mod detect;
mod resolve;
mod ruleset;
mod telemetry;
mod validate;

use std::path::PathBuf;
use std::process;

use clap::{Parser, Subcommand, ValueEnum};

/// Output format for CLI responses.
#[derive(Debug, Clone, Copy, PartialEq, Eq, ValueEnum)]
pub(crate) enum OutputFormat {
    Text,
    Json,
}

/// Checklist schema for the resolve subcommand.
#[derive(Debug, Clone, Copy, PartialEq, Eq, ValueEnum)]
pub(crate) enum SchemaArg {
    Brain,
    Legacy,
}

/// Visa document requirement toolchain.
#[derive(Parser)]
#[command(name = "visado", version, about = "Visa document requirement toolchain")]
struct Cli {
    /// Output format (text or json)
    #[arg(long, global = true, default_value = "text", value_enum)]
    output: OutputFormat,

    #[command(subcommand)]
    command: Commands,
}

#[derive(Subcommand)]
enum Commands {
    /// Validate a rule-set file: condition syntax and version invariants
    Validate {
        /// Path to the rule-set JSON file
        file: PathBuf,
    },

    /// Resolve an applicant profile against a rule-set file
    Resolve {
        /// Path to the rule-set JSON file
        file: PathBuf,
        /// Path to the applicant profile JSON file
        #[arg(long)]
        profile: PathBuf,
        /// Checklist schema to emit
        #[arg(long, default_value = "brain", value_enum)]
        schema: SchemaArg,
    },

    /// Classify a raw checklist payload as brain, legacy, or unknown
    Detect {
        /// Path to the payload file
        file: PathBuf,
    },
}

#[tokio::main]
async fn main() {
    telemetry::init();
    let cli = Cli::parse();

    let outcome = match cli.command {
        Commands::Validate { file } => validate::run(&file, cli.output),
        Commands::Resolve {
            file,
            profile,
            schema,
        } => resolve::run(&file, &profile, schema, cli.output).await,
        Commands::Detect { file } => detect::run(&file, cli.output),
    };

    match outcome {
        Ok(()) => {}
        Err(message) => {
            eprintln!("error: {}", message);
            process::exit(1);
        }
    }
}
◆ ◆ ◆ ◆
[PROBLEM REQUIREMENTS]: Which lines in the data above hold the string "long"? Return each of them.

[TASK ANSWER]:
    #[arg(long, global = true, default_value = "text", value_enum)]
        #[arg(long)]
        #[arg(long, default_value = "brain", value_enum)]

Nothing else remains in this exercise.